Records from a collection:
-- Opening Marker --
//! Feedback delay effect and its presets.

use patchcord_core::{AudioContext, MAX_DELAY_SECS, NodeId, ParamDescriptor, ParamName, ParamUnit};
use serde::{Deserialize, Serialize};

use crate::effect::{Effect, EffectKind, unknown_param};
use crate::error::EffectError;
use crate::node_graph::NodeGraph;
use crate::store::ParameterStore;

/// A named bundle of delay settings.
#[derive(Debug, Clone, Copy, PartialEq)]
pub struct DelayPreset {
    /// Preset name.
    pub name: &'static str,
    /// Delay time in seconds.
    pub delay_time: f32,
    /// Feedback fraction.
    pub feedback: f32,
    /// Level, when the preset sets one.
    pub level: Option<f32>,
}

/// Built-in delay presets.
///
/// Feedback generally wants to sit above 0.3 so repeats do not smear into
/// the dry note.
pub const DELAY_PRESETS: &[DelayPreset] = &[
    DelayPreset {
        name: "pingPong",
        delay_time: 0.03,
        feedback: 0.4,
        level: None,
    },
    DelayPreset {
        name: "echos",
        delay_time: 0.16,
        feedback: 0.65,
        level: None,
    },
    DelayPreset {
        name: "metalTail",
        delay_time: 0.11,
        feedback: 0.86,
        level: Some(0.03),
    },
];

/// Looks up a preset by name, ignoring ASCII case.
pub fn delay_preset(name: &str) -> Option<&'static DelayPreset> {
    DELAY_PRESETS.iter().find(|p| p.name.eq_ignore_ascii_case(name))
}

/// Configuration for [`Delay`].
///
/// When `preset` names one of [`DELAY_PRESETS`], its values fill every
/// field that is not set explicitly.
#[derive(Debug, Clone, Default, PartialEq, Serialize, Deserialize)]
#[serde(default)]
pub struct DelaySettings {
    /// Level of the delayed signal (default 0.5).
    #[serde(skip_serializing_if = "Option::is_none")]
    pub level: Option<f32>,
    /// Delay time in seconds (default 0.5).
    #[serde(alias = "delayTime", skip_serializing_if = "Option::is_none")]
    pub delay_time: Option<f32>,
    /// Fraction fed back into the line (default 0.3).
    #[serde(skip_serializing_if = "Option::is_none")]
    pub feedback: Option<f32>,
    /// Longest delay time the line can hold, in seconds (default 1, or the
    /// delay time if that is longer).
    #[serde(alias = "maxDelayTime", skip_serializing_if = "Option::is_none")]
    pub max_delay_time: Option<f32>,
    /// Preset to start from.
    #[serde(skip_serializing_if = "Option::is_none")]
    pub preset: Option<String>,
}

impl DelaySettings {
    /// Settings holding exactly the values of a named preset.
    pub fn from_preset(name: &str) -> Result<Self, EffectError> {
        let preset = delay_preset(name).ok_or_else(|| EffectError::UnknownPreset(name.to_owned()))?;
        Ok(Self {
            level: preset.level,
            delay_time: Some(preset.delay_time),
            feedback: Some(preset.feedback),
            max_delay_time: None,
            preset: Some(preset.name.to_owned()),
        })
    }

    /// Fills unset fields from the named preset, if any.
    pub fn resolved(mut self) -> Result<Self, EffectError> {
        let Some(name) = self.preset.as_deref() else {
            return Ok(self);
        };
        let preset = delay_preset(name).ok_or_else(|| EffectError::UnknownPreset(name.to_owned()))?;
        self.level = self.level.or(preset.level);
        self.delay_time = self.delay_time.or(Some(preset.delay_time));
        self.feedback = self.feedback.or(Some(preset.feedback));
        Ok(self)
    }
}

/// Delay line with a feedback loop.
///
/// ```text
/// input ──► delay ──► main ──► output
///            ▲  │
///            └──┴── feedback
/// ```
///
/// ## Parameters
///
/// | Key | Range | Default |
/// |-----|-------|---------|
/// | `level` | 0–1 | 0.5 |
/// | `delay_time` | 0–max s | 0.5 |
/// | `feedback` | 0–0.99 | 0.3 |
///
/// Feedback at or above 1.0 grows without bound; it is accepted but not
/// guarded against.
///
/// # Example
///
/// ```rust
/// use patchcord_core::AudioContext;
/// use patchcord_effects::{Delay, DelaySettings};
///
/// let mut ctx = AudioContext::new(48000.0);
/// let delay = Delay::new(&mut ctx, DelaySettings::from_preset("pingPong").unwrap()).unwrap();
/// assert_eq!(delay.delay_time(), 0.03);
/// assert_eq!(delay.feedback(), 0.4);
/// ```
#[derive(Debug, Clone)]
pub struct Delay {
    graph: NodeGraph,
    settings: ParameterStore,
    level: f32,
    delay_time: f32,
    feedback: f32,
    max_delay_time: f32,
}

impl Delay {
    /// Numeric parameters.
    pub const PARAMS: &'static [ParamDescriptor] = &[
        ParamDescriptor::level(),
        ParamDescriptor::time_secs("Delay Time", "delay_time", 0.0, 2.0, 0.5).with_short_name("Time"),
        ParamDescriptor::new("Feedback", "feedback", ParamUnit::None, 0.0, 0.99, 0.3)
            .with_short_name("Fdbk")
            .with_step(0.01),
    ];

    /// Builds the delay loop and applies `settings`.
    pub fn new(ctx: &mut AudioContext, settings: DelaySettings) -> Result<Self, EffectError> {
        let settings = settings.resolved()?;
        let level = settings.level.unwrap_or(0.5);
        let delay_time = settings.delay_time.unwrap_or(0.5);
        let feedback = settings.feedback.unwrap_or(0.3);
        let max_delay_time = settings
            .max_delay_time
            .unwrap_or_else(|| delay_time.clamp(1.0, MAX_DELAY_SECS));

        let delay = ctx.create_delay(max_delay_time)?;
        let fb = ctx.create_gain(feedback)?;
        let main = ctx.create_gain(level)?;
        ctx.set_param_value(delay, ParamName::DelayTime, delay_time)?;
        ctx.connect(delay, fb)?;
        ctx.connect(fb, delay)?;
        ctx.connect(delay, main)?;
        tracing::debug!(delay_time, feedback, "delay created");

        Ok(Self {
            graph: NodeGraph::new(main, delay)
                .with_node("delay", delay)
                .with_node("feedback", fb),
            settings: ParameterStore::from_settings(&settings),
            level,
            delay_time,
            feedback,
            max_delay_time,
        })
    }

    fn delay_node(&self) -> NodeId {
        self.graph.entry()
    }

    fn feedback_node(&self) -> Option<NodeId> {
        self.graph.node("feedback")
    }

    /// Returns the delay time in seconds.
    pub fn delay_time(&self) -> f32 {
        self.delay_time
    }

    /// Sets the delay time in seconds. The line clamps it to
    /// [`max_delay_time()`](Self::max_delay_time).
    pub fn set_delay_time(&mut self, ctx: &mut AudioContext, secs: f32) -> Result<(), EffectError> {
        ctx.set_param_value(self.delay_node(), ParamName::DelayTime, secs)?;
        self.delay_time = secs;
        self.settings.record("delay_time", secs);
        Ok(())
    }

    /// Returns the feedback fraction.
    pub fn feedback(&self) -> f32 {
        self.feedback
    }

    /// Sets the fraction of the delayed signal fed back into the line.
    pub fn set_feedback(&mut self, ctx: &mut AudioContext, amount: f32) -> Result<(), EffectError> {
        if let Some(node) = self.feedback_node() {
            ctx.set_param_value(node, ParamName::Gain, amount)?;
        }
        self.feedback = amount;
        self.settings.record("feedback", amount);
        Ok(())
    }

    /// Returns the longest delay the line holds.
    pub fn max_delay_time(&self) -> f32 {
        self.max_delay_time
    }

    /// Applies a preset's values to the live effect.
    pub fn apply_preset(
        &mut self,
        ctx: &mut AudioContext,
        preset: &DelayPreset,
    ) -> Result<(), EffectError> {
        self.set_delay_time(ctx, preset.delay_time)?;
        self.set_feedback(ctx, preset.feedback)?;
        if let Some(level) = preset.level {
            self.set_level(ctx, level)?;
        }
        tracing::debug!(preset = preset.name, "delay preset applied");
        Ok(())
    }
}

impl Effect for Delay {
    fn kind(&self) -> EffectKind {
        EffectKind::Delay
    }

    fn graph(&self) -> &NodeGraph {
        &self.graph
    }

    fn graph_mut(&mut self) -> &mut NodeGraph {
        &mut self.graph
    }

    fn settings(&self) -> &ParameterStore {
        &self.settings
    }

    fn settings_mut(&mut self) -> &mut ParameterStore {
        &mut self.settings
    }

    fn level(&self) -> f32 {
        self.level
    }

    /// Sets the gain of the delayed signal.
    fn set_level(&mut self, ctx: &mut AudioContext, level: f32) -> Result<(), EffectError> {
        ctx.set_param_value(self.graph.main(), ParamName::Gain, level)?;
        self.level = level;
        self.settings.record("level", level);
        Ok(())
    }

    fn get_param(&self, name: &str) -> Option<f32> {
        match name {
            "level" => Some(self.level),
            "delay_time" => Some(self.delay_time),
            "feedback" => Some(self.feedback),
            _ => None,
        }
    }

    fn set_param(&mut self, ctx: &mut AudioContext, name: &str, value: f32) -> Result<(), EffectError> {
        match name {
            "level" => self.set_level(ctx, value),
            "delay_time" => self.set_delay_time(ctx, value),
            "feedback" => self.set_feedback(ctx, value),
            _ => Err(unknown_param(self.kind(), name)),
        }
    }
}

#[cfg(test)]
mod tests {
    use super::*;

    fn impulse_response(delay: &mut Delay, ctx: &mut AudioContext, frames: usize) -> Vec<f32> {
        let mut impulse = vec![0.0; frames];
        impulse[0] = 1.0;
        let src = ctx
            .create_buffer_source(patchcord_core::AudioBuffer::new(impulse, ctx.sample_rate()))
            .unwrap();
        let dest = ctx.destination();
        delay.set_input(ctx, src).unwrap();
        delay.set_output(ctx, dest).unwrap();
        ctx.start(src, 0.0).unwrap();
        ctx.render(frames)
    }

    #[test]
    fn test_defaults() {
        let mut ctx = AudioContext::new(48000.0);
        let delay = Delay::new(&mut ctx, DelaySettings::default()).unwrap();
        assert_eq!(delay.delay_time(), 0.5);
        assert_eq!(delay.feedback(), 0.3);
        assert_eq!(delay.level(), 0.5);
        assert_eq!(delay.max_delay_time(), 1.0);
        assert_eq!(ctx.param_value(delay.main_node(), ParamName::Gain).unwrap(), 0.5);
    }

    #[test]
    fn test_topology() {
        let mut ctx = AudioContext::new(48000.0);
        let delay = Delay::new(&mut ctx, DelaySettings::default()).unwrap();
        let line = delay.graph().node("delay").unwrap();
        let fb = delay.graph().node("feedback").unwrap();
        assert_eq!(delay.entry_node(), line);
        assert!(ctx.is_connected(line, fb));
        assert!(ctx.is_connected(fb, line));
        assert!(ctx.is_connected(line, delay.main_node()));
    }

    #[test]
    fn test_feedback_setter_writes_feedback_gain() {
        let mut ctx = AudioContext::new(48000.0);
        let mut delay = Delay::new(&mut ctx, DelaySettings::default()).unwrap();
        delay.set_feedback(&mut ctx, 0.7).unwrap();

        let fb = delay.graph().node("feedback").unwrap();
        assert_eq!(ctx.param_value(fb, ParamName::Gain).unwrap(), 0.7);
        assert_eq!(delay.feedback(), 0.7);
        // the delay time is untouched
        assert_eq!(delay.delay_time(), 0.5);
        let line = delay.graph().node("delay").unwrap();
        assert_eq!(ctx.param_value(line, ParamName::DelayTime).unwrap(), 0.5);
    }

    #[test]
    fn test_echoes_follow_delay_and_feedback() {
        let mut ctx = AudioContext::new(1000.0);
        let mut delay = Delay::new(
            &mut ctx,
            DelaySettings {
                delay_time: Some(0.1),
                feedback: Some(0.5),
                level: Some(1.0),
                ..Default::default()
            },
        )
        .unwrap();
        let out = impulse_response(&mut delay, &mut ctx, 350);
        assert!((out[100] - 1.0).abs() < 1e-6);
        assert!((out[200] - 0.5).abs() < 1e-6);
        assert!((out[300] - 0.25).abs() < 1e-6);
        assert_eq!(out[150], 0.0);
    }

    #[test]
    fn test_preset_at_construction() {
        let mut ctx = AudioContext::new(48000.0);
        let delay = Delay::new(
            &mut ctx,
            DelaySettings {
                preset: Some("pingPong".to_owned()),
                ..Default::default()
            },
        )
        .unwrap();
        assert_eq!(delay.delay_time(), 0.03);
        assert_eq!(delay.feedback(), 0.4);
        assert_eq!(delay.level(), 0.5);
    }

    #[test]
    fn test_explicit_fields_beat_preset() {
        let settings = DelaySettings {
            preset: Some("metalTail".to_owned()),
            feedback: Some(0.2),
            ..Default::default()
        }
        .resolved()
        .unwrap();
        assert_eq!(settings.feedback, Some(0.2));
        assert_eq!(settings.delay_time, Some(0.11));
        assert_eq!(settings.level, Some(0.03));
    }

    #[test]
    fn test_unknown_preset_is_an_error() {
        let mut ctx = AudioContext::new(48000.0);
        let err = Delay::new(
            &mut ctx,
            DelaySettings {
                preset: Some("slapback".to_owned()),
                ..Default::default()
            },
        )
        .unwrap_err();
        assert_eq!(err, EffectError::UnknownPreset("slapback".to_owned()));
    }

    #[test]
    fn test_apply_preset_to_live_delay() {
        let mut ctx = AudioContext::new(48000.0);
        let mut delay = Delay::new(&mut ctx, DelaySettings::default()).unwrap();
        delay
            .apply_preset(&mut ctx, delay_preset("metaltail").unwrap())
            .unwrap();
        assert_eq!(delay.delay_time(), 0.11);
        assert_eq!(delay.feedback(), 0.86);
        assert_eq!(delay.level(), 0.03);
        assert_eq!(ctx.param_value(delay.main_node(), ParamName::Gain).unwrap(), 0.03);
    }

    #[test]
    fn test_long_delay_raises_max() {
        let mut ctx = AudioContext::new(48000.0);
        let delay = Delay::new(
            &mut ctx,
            DelaySettings {
                delay_time: Some(2.5),
                ..Default::default()
            },
        )
        .unwrap();
        assert_eq!(delay.max_delay_time(), 2.5);
    }

    #[test]
    fn test_teardown_clears_feedback_loop() {
        let mut ctx = AudioContext::new(48000.0);
        let mut delay = Delay::new(&mut ctx, DelaySettings::default()).unwrap();
        delay.teardown(&mut ctx).unwrap();
        for (_, node) in delay.graph().nodes() {
            assert_eq!(ctx.outgoing_count(node), 0);
        }
        assert_eq!(ctx.outgoing_count(delay.main_node()), 0);
    }
}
-- Closing Marker --
Exercise aim: Scan the records for the word "alias" and copy every line where it is found.

Result:
    #[serde(alias = "delayTime", skip_serializing_if = "Option::is_none")]
    #[serde(alias = "maxDelayTime", skip_serializing_if = "Option::is_none")]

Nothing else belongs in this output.